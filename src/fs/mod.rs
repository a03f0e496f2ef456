use std::{
    fmt,
    sync::{PoisonError, RwLock, RwLockReadGuard, RwLockWriteGuard},
};

use log::{debug, info};

use crate::{
    disk::{Block, BlockDevice, BlockId, BLOCK_SIZE},
    fs::{
        attr::{Attr, Usage},
        codec::check_name,
        config::{Geometry, MAX_EXTENSION, MAX_FILENAME, MIN_BLOCK_COUNT},
        data_block::DataBlock,
        directory::Directory,
        error::{FileSystemError, Result},
        free_list::FreeList,
        path::{classify, ParsedPath, PathKind},
        root_directory::RootDirectory,
    },
};

pub mod attr;
pub mod chain;
pub mod codec;
pub mod config;
pub mod data_block;
pub mod directory;
pub mod error;
pub mod free_list;
pub mod path;
pub mod root_directory;

/// 一个文件目录项的位置和内容
#[derive(Debug, Clone, Copy, PartialEq, Eq)]
pub struct FileEntryRef {
    pub dir_block: BlockId, // 所在目录块
    pub index: usize,       // 目录块中的下标
    pub size: u64,
    pub start_block: BlockId,
}

/// 文件系统句柄：独占底层磁盘，所有操作都经过它。
///
/// 修改元数据的操作（建目录、建文件、写文件、分配块）持有写锁完成整个
/// “读-改-写”，查询和读文件持有读锁。句柄本身不缓存任何块。
pub struct FileSystem {
    disk: Box<dyn BlockDevice>, // 底层磁盘抽象层
    geometry: Geometry,
    free_list: FreeList,
    lock: RwLock<()>,
}

impl fmt::Debug for FileSystem {
    fn fmt(&self, f: &mut fmt::Formatter<'_>) -> fmt::Result {
        f.debug_struct("FileSystem")
            .field("geometry", &self.geometry)
            .finish_non_exhaustive()
    }
}

impl FileSystem {
    /// 把整个镜像清零。全零的镜像就是一个空文件系统：
    /// 根目录没有子目录，空闲计数器处于未初始化状态。
    pub fn format<D, F>(disk: &D, mut progress: F) -> Result<()>
    where
        D: BlockDevice + ?Sized,
        F: FnMut(u64, u64),
    {
        let total = disk.block_count();
        if total < MIN_BLOCK_COUNT {
            return Err(FileSystemError::Corrupted(format!(
                "image has {} blocks, at least {} needed",
                total, MIN_BLOCK_COUNT
            )));
        }

        let zero: Block = [0; BLOCK_SIZE];
        for i in 0..total {
            disk.write_block(BlockId::new(i), &zero)?;
            progress(i + 1, total);
        }
        info!("formatted image: {} blocks of {} bytes", total, BLOCK_SIZE);
        Ok(())
    }

    /// 在已挂载的句柄上重新格式化，期间阻塞其他所有操作
    pub fn reformat<F: FnMut(u64, u64)>(&self, progress: F) -> Result<()> {
        let _guard = self.write_lock();
        Self::format(self.disk(), progress)
    }

    /// 挂载：检查几何信息、根目录和空闲计数器
    pub fn mount<D: BlockDevice + 'static>(disk: D) -> Result<Self> {
        let block_count = disk.block_count();
        if block_count < MIN_BLOCK_COUNT {
            return Err(FileSystemError::Corrupted(format!(
                "image has {} blocks, at least {} needed",
                block_count, MIN_BLOCK_COUNT
            )));
        }

        let geometry = Geometry::new(block_count);
        let free_list = FreeList::new(geometry);
        let fs = Self {
            disk: Box::new(disk),
            geometry,
            free_list,
            lock: RwLock::new(()),
        };

        let root = RootDirectory::load(fs.disk())?;
        for entry in root.entries() {
            let id = entry.start_block;
            if id.index() == 0 || id >= geometry.free_list_block() {
                return Err(FileSystemError::Corrupted(format!(
                    "directory '{}' points at block {}",
                    entry.name, id
                )));
            }
        }
        let free_blocks = fs.free_list.remaining(fs.disk())?;

        info!("{} total blocks", block_count);
        info!(
            "mounted: {} directories, {} free blocks",
            root.len(),
            free_blocks
        );
        Ok(fs)
    }

    pub fn geometry(&self) -> Geometry {
        self.geometry
    }

    /// 底层磁盘；绕过操作锁，只在持锁的代码里使用
    pub(crate) fn disk(&self) -> &dyn BlockDevice {
        self.disk.as_ref()
    }

    fn read_lock(&self) -> RwLockReadGuard<'_, ()> {
        // 锁里不保存状态，被毒化后继续使用也是安全的
        self.lock.read().unwrap_or_else(PoisonError::into_inner)
    }

    fn write_lock(&self) -> RwLockWriteGuard<'_, ()> {
        self.lock.write().unwrap_or_else(PoisonError::into_inner)
    }

    /* ---------- 核心操作 ---------- */

    /// 从空闲表分配一个块
    pub fn allocate_block(&self) -> Result<BlockId> {
        let _guard = self.write_lock();
        self.free_list.allocate(self.disk())
    }

    /// 按名字查找子目录，返回目录块号
    pub fn lookup_directory(&self, name: &str) -> Result<BlockId> {
        let _guard = self.read_lock();
        self.find_directory(name)
    }

    /// 查找文件，返回其目录项
    pub fn lookup_file(&self, dir: &str, name: &str, ext: &str) -> Result<FileEntryRef> {
        let _guard = self.read_lock();
        self.find_file(dir, name, ext)
    }

    /// 在根目录下创建子目录，返回新目录块号
    pub fn create_directory(&self, name: &str) -> Result<BlockId> {
        let _guard = self.write_lock();
        if name.is_empty() {
            return Err(FileSystemError::InvalidPath(String::from("/")));
        }
        check_name(name, MAX_FILENAME)?;

        let mut root = RootDirectory::load(self.disk())?;
        root.ensure_can_add(name)?;

        let block = self.free_list.allocate(self.disk())?;
        Directory::new().sync(self.disk(), block)?;
        root.add(name, block)?;
        root.sync(self.disk())?;

        info!("created directory /{} at block {}", name, block);
        Ok(block)
    }

    /// 在子目录下创建空文件
    pub fn create_file(&self, dir: &str, name: &str, ext: &str) -> Result<()> {
        let _guard = self.write_lock();
        if dir.is_empty() {
            // 文件只能放在子目录里
            return Err(FileSystemError::InvalidTarget(format!("/{}", name)));
        }
        if name.is_empty() {
            return Err(FileSystemError::InvalidPath(format!("/{}/", dir)));
        }
        check_name(name, MAX_FILENAME)?;
        check_name(ext, MAX_EXTENSION)?;

        let dir_block = RootDirectory::load(self.disk())?
            .find(dir)
            .ok_or_else(|| FileSystemError::ParentNotFound(format!("/{}", dir)))?;
        let mut table = Directory::load(self.disk(), dir_block)?;
        table.ensure_can_add(dir, name, ext)?;

        let start = self.free_list.allocate(self.disk())?;
        DataBlock::new().store(self.disk(), start)?;
        let index = table.add(dir, name, ext, start)?;
        table.sync(self.disk(), dir_block)?;

        info!(
            "created file /{}/{} at block {}",
            dir,
            table.entries[index].display_name(),
            start
        );
        Ok(())
    }

    fn find_directory(&self, name: &str) -> Result<BlockId> {
        RootDirectory::load(self.disk())?
            .find(name)
            .ok_or_else(|| FileSystemError::NotFound(format!("/{}", name)))
    }

    fn find_file(&self, dir: &str, name: &str, ext: &str) -> Result<FileEntryRef> {
        let dir_block = self.find_directory(dir)?;
        let table = Directory::load(self.disk(), dir_block)?;
        let index = table.find(name, ext).ok_or_else(|| {
            let file = if ext.is_empty() {
                name.to_string()
            } else {
                format!("{}.{}", name, ext)
            };
            FileSystemError::NotFound(format!("/{}/{}", dir, file))
        })?;
        let entry = &table.entries[index];
        Ok(FileEntryRef {
            dir_block,
            index,
            size: entry.size,
            start_block: entry.start_block,
        })
    }

    fn find_path(&self, path: &str, parsed: &ParsedPath) -> Result<FileEntryRef> {
        match self.find_file(&parsed.dir, &parsed.name, &parsed.ext) {
            Err(FileSystemError::NotFound(_)) => Err(FileSystemError::NotFound(path.to_string())),
            other => other,
        }
    }

    /* ---------- 宿主接口 ---------- */

    /// 路径属性：根目录、子目录或文件（带大小）
    pub fn getattr(&self, path: &str) -> Result<Attr> {
        let _guard = self.read_lock();
        match classify(path) {
            PathKind::Root => Ok(Attr::root()),
            PathKind::Directory(dir) => {
                self.find_directory(&dir)?;
                Ok(Attr::directory())
            }
            PathKind::File(parsed) => Ok(Attr::file(self.find_path(path, &parsed)?.size)),
            PathKind::Invalid => Err(FileSystemError::NotFound(path.to_string())),
        }
    }

    /// 列目录：根目录列出子目录，子目录列出 `name` 或 `name.ext`
    pub fn read_dir(&self, path: &str) -> Result<Vec<String>> {
        let _guard = self.read_lock();
        match classify(path) {
            PathKind::Root => Ok(RootDirectory::load(self.disk())?.names()),
            PathKind::Directory(dir) => {
                let block = self.find_directory(&dir)?;
                Ok(Directory::load(self.disk(), block)?.list())
            }
            PathKind::File(parsed) => {
                self.find_path(path, &parsed)?;
                Err(FileSystemError::NotADirectory(path.to_string()))
            }
            PathKind::Invalid => Err(FileSystemError::NotFound(path.to_string())),
        }
    }

    /// 只能在根目录下建目录
    pub fn mkdir(&self, path: &str) -> Result<()> {
        match classify(path) {
            PathKind::Root => Err(FileSystemError::AlreadyExists(path.to_string())),
            PathKind::Directory(dir) => self.create_directory(&dir).map(|_| ()),
            PathKind::File(_) => Err(FileSystemError::InvalidTarget(path.to_string())),
            PathKind::Invalid => Err(FileSystemError::InvalidPath(path.to_string())),
        }
    }

    /// 创建文件，路径必须形如 `/dir/name[.ext]`
    pub fn mknod(&self, path: &str) -> Result<()> {
        match classify(path) {
            PathKind::Root | PathKind::Directory(_) => {
                Err(FileSystemError::InvalidTarget(path.to_string()))
            }
            PathKind::File(parsed) => self.create_file(&parsed.dir, &parsed.name, &parsed.ext),
            PathKind::Invalid => Err(FileSystemError::InvalidPath(path.to_string())),
        }
    }

    /// 从 `offset` 起最多读 `len` 字节
    pub fn read(&self, path: &str, len: u64, offset: u64) -> Result<Vec<u8>> {
        let _guard = self.read_lock();
        let parsed = match classify(path) {
            PathKind::Root | PathKind::Directory(_) => {
                return Err(FileSystemError::IsADirectory(path.to_string()))
            }
            PathKind::File(parsed) => parsed,
            PathKind::Invalid => return Err(FileSystemError::NotFound(path.to_string())),
        };

        let file = self.find_path(path, &parsed)?;
        if offset > file.size {
            return Err(FileSystemError::OffsetBeyondEnd {
                offset,
                size: file.size,
            });
        }
        let end = file.size.min(offset.saturating_add(len));
        chain::read_range(self.disk(), file.start_block, end, offset)
    }

    /// 从 `offset` 起写入 `buf`，返回新的文件大小
    pub fn write(&self, path: &str, buf: &[u8], offset: u64) -> Result<u64> {
        let _guard = self.write_lock();
        let parsed = match classify(path) {
            PathKind::Root | PathKind::Directory(_) => {
                return Err(FileSystemError::IsADirectory(path.to_string()))
            }
            PathKind::File(parsed) => parsed,
            PathKind::Invalid => return Err(FileSystemError::NotFound(path.to_string())),
        };

        let file = self.find_path(path, &parsed)?;
        let new_size = chain::write_range(
            self.disk(),
            &self.free_list,
            file.start_block,
            file.size,
            buf,
            offset,
        )?;

        let mut table = Directory::load(self.disk(), file.dir_block)?;
        table.set_size(file.index, new_size)?;
        table.sync(self.disk(), file.dir_block)?;
        debug!("{}: wrote {} bytes at {}, size {}", path, buf.len(), offset, new_size);
        Ok(new_size)
    }

    /// 文件数据链经过的块，按链上顺序
    pub fn file_blocks(&self, path: &str) -> Result<Vec<BlockId>> {
        let _guard = self.read_lock();
        match classify(path) {
            PathKind::Root | PathKind::Directory(_) => {
                Err(FileSystemError::IsADirectory(path.to_string()))
            }
            PathKind::File(parsed) => {
                let file = self.find_path(path, &parsed)?;
                chain::chain_blocks(self.disk(), file.start_block)
            }
            PathKind::Invalid => Err(FileSystemError::NotFound(path.to_string())),
        }
    }

    /// 删除文件：不回收块，直接成功
    pub fn unlink(&self, path: &str) -> Result<()> {
        debug!("unlink {} ignored", path);
        Ok(())
    }

    /// 删除目录：不回收块，直接成功
    pub fn rmdir(&self, path: &str) -> Result<()> {
        debug!("rmdir {} ignored", path);
        Ok(())
    }

    /// 文件不会缩小，截断直接成功
    pub fn truncate(&self, path: &str, size: u64) -> Result<()> {
        debug!("truncate {} to {} ignored", path, size);
        Ok(())
    }

    pub fn open(&self, _path: &str) -> Result<()> {
        Ok(())
    }

    pub fn flush(&self, _path: &str) -> Result<()> {
        Ok(())
    }

    /// 总块数、剩余可分配块数和子目录数
    pub fn usage(&self) -> Result<Usage> {
        let _guard = self.read_lock();
        Ok(Usage {
            total_blocks: self.geometry.block_count,
            free_blocks: self.free_list.remaining(self.disk())?,
            directories: RootDirectory::load(self.disk())?.len(),
        })
    }
}
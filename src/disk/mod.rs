pub mod block_device;
pub mod file_disk;
pub mod init;
pub mod memory_disk;
pub mod types;

pub use block_device::BlockDevice;
pub use file_disk::FileDisk;
pub use memory_disk::MemoryDisk;
pub use types::{Block, BlockId, BLOCK_COUNT, BLOCK_SIZE, DISK_SIZE};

- YOUR ASSIGNMENT -
Search the records above for the string "info" and copy each line that holds it.

- SOLUTION TO THE PROBLEM -
use log::{debug, info};
        info!("formatted image: {} blocks of {} bytes", total, BLOCK_SIZE);
        info!("{} total blocks", block_count);
        info!(
        info!("created directory /{} at block {}", name, block);
        info!(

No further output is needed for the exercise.